In 1989 it was announced that NBM Publishing were going to reissue the four English language albums published by Dargaud-USA and also release a translation of Empire of a Thousand Planets but nothing seems to have come of this.
Heroes of the Equinox was republished in July 1996 in black and white by Fantasy Flight Publishing (an offshoot of Fantasy Flight Games) in two issues as standard American sized comic-books as part of an unsuccessful attempt to translate and print several European comic book series including Spirou et Fantasio and Lucky Luke.
In November 2004, iBooks published Valerian: The New Future Trilogy (ISBN 0-7434-8674-9) collecting the albums On the Frontiers, The Living Weapons and The Circles of Power in one volume reduced to standard American graphic novel size. These were the only Valérian stories iBooks published and the company has since declared bankruptcy.
The scripts have been written by a French team under the supervision of Peter Berts while Charles Vaucelles was responsible for the realisation of the characters and Vincent Momméja was responsible for the design of the locations and spacecraft. Music is by Alexandre Azzaria. In the French dub of the series Valérian is voiced by Gwendal Anglade and Laureline by Mélodie Orru. Three trailers were released to promote the series: the first on 24 April 2006, the second on 10 October 2006 and the third on 30 August 2007.
The series differs from the original comics in that Valerian comes from the year 2417, instead of 2720, and meets Laureline in the year 912 instead of 1000. Whereas in the comics Valerian takes Laureline back to the 28th century without any trouble, in the animated series this results in Earth disappearing from the solar system.
According to Animation World Network, "Time Jam - Valerian & Laureline sets out to answer the question: Where on Earth has Earth gone? Valerian and Laureline, our two young heroes, seem to be the only representatives of the human race in the unsafe galaxy where the nightmarish Vlagos are conspiring to control the world. Sent out on an assignment by the head of STS (the Spatial-Temporal Service), Valerian and Laureline discover the existence of a time-portal, a mysterious phenomenon, which may hold the key to the recovery of Earth. The series from Dargaud Marina mixes 2D and CGI animation with an anime touch”. The series has also been sold to Belgium, Spain, Israel and Morocco.

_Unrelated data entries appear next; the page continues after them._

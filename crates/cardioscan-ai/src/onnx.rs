//! ONNX Runtime sessions for image models.
//!
//! Handles both NHWC (`[1, H, W, 3]`, the Keras export default) and NCHW
//! (`[1, 3, H, W]`) inputs. A static input shape in the model takes precedence
//! over the configured resolution.

use std::path::Path;

use cardioscan_core::{AnalysisError, NUM_CLASSES, Probabilities};
use ndarray::Array4;
use ort::session::Session;
use ort::value::{Tensor, ValueType};
use tracing::{debug, info};

use crate::classifier::Classifier;

/// Channel placement of a 4-D image input.
#[derive(Debug, Clone, Copy, PartialEq, Eq)]
pub(crate) enum Layout {
    Nhwc,
    Nchw,
}

/// An ONNX image model with its resolved input geometry.
pub(crate) struct ImageSession {
    session: Session,
    layout: Layout,
    input_size: (u32, u32),
}

impl ImageSession {
    pub(crate) fn load(path: &Path, fallback_size: (u32, u32)) -> Result<Self, AnalysisError> {
        let session = Session::builder()
            .map_err(|e| load_error(path, e))?
            .commit_from_file(path)
            .map_err(|e| load_error(path, e))?;

        let input = session
            .inputs()
            .first()
            .ok_or_else(|| AnalysisError::Load(format!("{}: model has no inputs", path.display())))?;
        let (layout, static_size) = infer_geometry(input.dtype()).ok_or_else(|| {
            AnalysisError::Load(format!(
                "{}: expected a 4-D image input with 3 channels",
                path.display()
            ))
        })?;
        let input_size = static_size.unwrap_or(fallback_size);

        info!(
            model = %path.display(),
            ?layout,
            height = input_size.0,
            width = input_size.1,
            "loaded ONNX session"
        );
        Ok(Self {
            session,
            layout,
            input_size,
        })
    }

    pub(crate) fn input_size(&self) -> (u32, u32) {
        self.input_size
    }

    pub(crate) fn layout(&self) -> Layout {
        self.layout
    }

    /// Static shape of the first output, if the model declares one.
    pub(crate) fn output_dims(&self) -> Option<Vec<i64>> {
        match self.session.outputs().first()?.dtype() {
            ValueType::Tensor { shape, .. } => Some(shape.to_vec()),
            _ => None,
        }
    }

    /// Run the model on an NHWC tensor, returning the first output's shape and data.
    pub(crate) fn run(&mut self, input: &Array4<f32>) -> Result<(Vec<i64>, Vec<f32>), AnalysisError> {
        let (shape, data) = to_model_layout(input, self.layout);
        let tensor = Tensor::from_array((shape, data.into_boxed_slice()))
            .map_err(|e| AnalysisError::Inference(format!("building input tensor: {e}")))?;
        let outputs = self
            .session
            .run(ort::inputs![tensor])
            .map_err(|e| AnalysisError::Inference(e.to_string()))?;

        let (output_shape, output_data) = outputs[0]
            .try_extract_tensor::<f32>()
            .map_err(|e| AnalysisError::Inference(format!("reading output tensor: {e}")))?;
        let dims: &[i64] = output_shape;
        debug!(?dims, "forward pass complete");
        Ok((dims.to_vec(), output_data.to_vec()))
    }
}

fn load_error(path: &Path, e: impl std::fmt::Display) -> AnalysisError {
    AnalysisError::Load(format!("{}: {e}", path.display()))
}

/// Work out layout and (if static) `(height, width)` from an input type.
fn infer_geometry(input_type: &ValueType) -> Option<(Layout, Option<(u32, u32)>)> {
    match input_type {
        ValueType::Tensor { shape, .. } => geometry_from_dims(shape),
        _ => None,
    }
}

/// NHWC when the last dim is 3, otherwise NCHW when dim 1 is 3. Symbolic
/// (`-1`) or zero spatial dims leave the size to the caller.
fn geometry_from_dims(dims: &[i64]) -> Option<(Layout, Option<(u32, u32)>)> {
    let &[_, d1, d2, d3] = dims else {
        return None;
    };
    let (layout, h, w) = if d3 == 3 {
        (Layout::Nhwc, d1, d2)
    } else if d1 == 3 {
        (Layout::Nchw, d2, d3)
    } else {
        return None;
    };
    let dim = |d: i64| u32::try_from(d).ok().filter(|&v| v > 0);
    Some((layout, dim(h).zip(dim(w))))
}

/// Shape and row-major data of an NHWC batch rearranged for `layout`.
fn to_model_layout(input: &Array4<f32>, layout: Layout) -> ([i64; 4], Vec<f32>) {
    let (n, h, w, c) = input.dim();
    match layout {
        Layout::Nhwc => ([n as i64, h as i64, w as i64, c as i64], input.iter().copied().collect()),
        Layout::Nchw => (
            [n as i64, c as i64, h as i64, w as i64],
            input.view().permuted_axes([0, 3, 1, 2]).iter().copied().collect(),
        ),
    }
}

/// A fully trained classifier exported to ONNX.
pub struct OnnxClassifier {
    session: ImageSession,
}

impl OnnxClassifier {
    /// Load a trained model and check that it ends in [`NUM_CLASSES`] outputs.
    pub fn load(path: &Path, fallback_size: (u32, u32)) -> Result<Self, AnalysisError> {
        let session = ImageSession::load(path, fallback_size)?;
        if let Some(dims) = session.output_dims()
            && let Some(&last) = dims.last()
            && last > 0
            && last as usize != NUM_CLASSES
        {
            return Err(AnalysisError::Load(format!(
                "{}: model outputs {last} classes, expected {NUM_CLASSES}",
                path.display()
            )));
        }
        Ok(Self { session })
    }
}

impl Classifier for OnnxClassifier {
    fn name(&self) -> &str {
        "onnx"
    }

    fn input_size(&self) -> (u32, u32) {
        self.session.input_size()
    }

    fn predict(&mut self, input: &Array4<f32>) -> Result<Probabilities, AnalysisError> {
        let (_, data) = self.session.run(input)?;
        Probabilities::from_model_output(&data)
    }
}

#[cfg(test)]
mod tests {
    use super::*;
    use std::path::PathBuf;

    fn model_path() -> PathBuf {
        PathBuf::from(env!("CARGO_MANIFEST_DIR"))
            .join("..")
            .join("..")
            .join("models")
            .join("cardiac_cnn.onnx")
    }

    #[test]
    fn keras_export_is_nhwc() {
        assert_eq!(geometry_from_dims(&[1, 224, 224, 3]), Some((Layout::Nhwc, Some((224, 224)))));
        assert_eq!(geometry_from_dims(&[-1, 300, 260, 3]), Some((Layout::Nhwc, Some((300, 260)))));
    }

    #[test]
    fn channels_first_is_nchw() {
        assert_eq!(geometry_from_dims(&[1, 3, 256, 192]), Some((Layout::Nchw, Some((256, 192)))));
    }

    #[test]
    fn dynamic_spatial_dims_defer_to_configured_size() {
        assert_eq!(geometry_from_dims(&[-1, -1, -1, 3]), Some((Layout::Nhwc, None)));
        assert_eq!(geometry_from_dims(&[1, 3, 224, -1]), Some((Layout::Nchw, None)));
        assert_eq!(geometry_from_dims(&[1, 0, 224, 3]), Some((Layout::Nhwc, None)));
    }

    #[test]
    fn non_image_inputs_are_rejected() {
        assert_eq!(geometry_from_dims(&[1, 224, 224, 1]), None);
        assert_eq!(geometry_from_dims(&[1, 224, 224]), None);
        assert_eq!(geometry_from_dims(&[1, 3, 224, 224, 1]), None);
        assert_eq!(geometry_from_dims(&[]), None);
    }

    #[test]
    fn nhwc_input_passes_through() {
        let input = Array4::from_shape_fn((1, 2, 2, 3), |(_, y, x, c)| (y * 6 + x * 3 + c) as f32);
        let (shape, data) = to_model_layout(&input, Layout::Nhwc);
        assert_eq!(shape, [1, 2, 2, 3]);
        assert_eq!(data, (0..12).map(|v| v as f32).collect::<Vec<_>>());
    }

    #[test]
    fn nchw_input_is_channel_planar() {
        // Encode (y, x, c) as c*100 + y*10 + x.
        let input = Array4::from_shape_fn((1, 2, 3, 3), |(_, y, x, c)| (c * 100 + y * 10 + x) as f32);
        let (shape, data) = to_model_layout(&input, Layout::Nchw);
        assert_eq!(shape, [1, 3, 2, 3]);
        assert_eq!(&data[..6], &[0.0, 1.0, 2.0, 10.0, 11.0, 12.0]);
        assert_eq!(&data[6..9], &[100.0, 101.0, 102.0]);
        assert_eq!(data[17], 212.0);
    }

    #[test]
    fn missing_file_is_load_error() {
        let err = OnnxClassifier::load(Path::new("/nonexistent/model.onnx"), (224, 224))
            .err()
            .unwrap();
        assert!(matches!(err, AnalysisError::Load(_)));
    }

    #[test]
    fn corrupt_file_is_load_error() {
        let dir = tempfile::tempdir().unwrap();
        let path = dir.path().join("broken.onnx");
        std::fs::write(&path, b"not a protobuf").unwrap();
        let err = OnnxClassifier::load(&path, (224, 224)).err().unwrap();
        assert!(matches!(err, AnalysisError::Load(_)));
    }

    #[test]
    #[ignore = "requires models/cardiac_cnn.onnx"]
    fn trained_model_is_deterministic() {
        let mut clf = OnnxClassifier::load(&model_path(), (224, 224)).unwrap();
        let (h, w) = clf.input_size();
        let input = Array4::from_elem((1, h as usize, w as usize, 3), 0.5f32);
        let a = clf.predict(&input).unwrap();
        let b = clf.predict(&input).unwrap();
        assert_eq!(a, b);
        let sum: f32 = a.as_slice().iter().sum();
        assert!((sum - 1.0).abs() < 5e-3);
    }
}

The notion of making an animated adaptation of Valérian dates beck to at least 1976. In 1982, Mézières produced concept art for an episode titled The Asteroids of Shimballil (Les Astéroïdes de Shimballil) which was later published in 2000 as an appendix to the album release of Bad Dreams. In 1991, Dargaud Films financed the production of a three minute pilot, directed by Bernard Deyriès and animated by Studio 32 in Paris and Luxembourg, but nothing came of this venture. Several stills from this pilot episode were published in Mézières Extras. Another pilot, directed by Florient Ferrier, was made by the French animation studio 2 Minutes in 2001. Nothing came of this attempt either.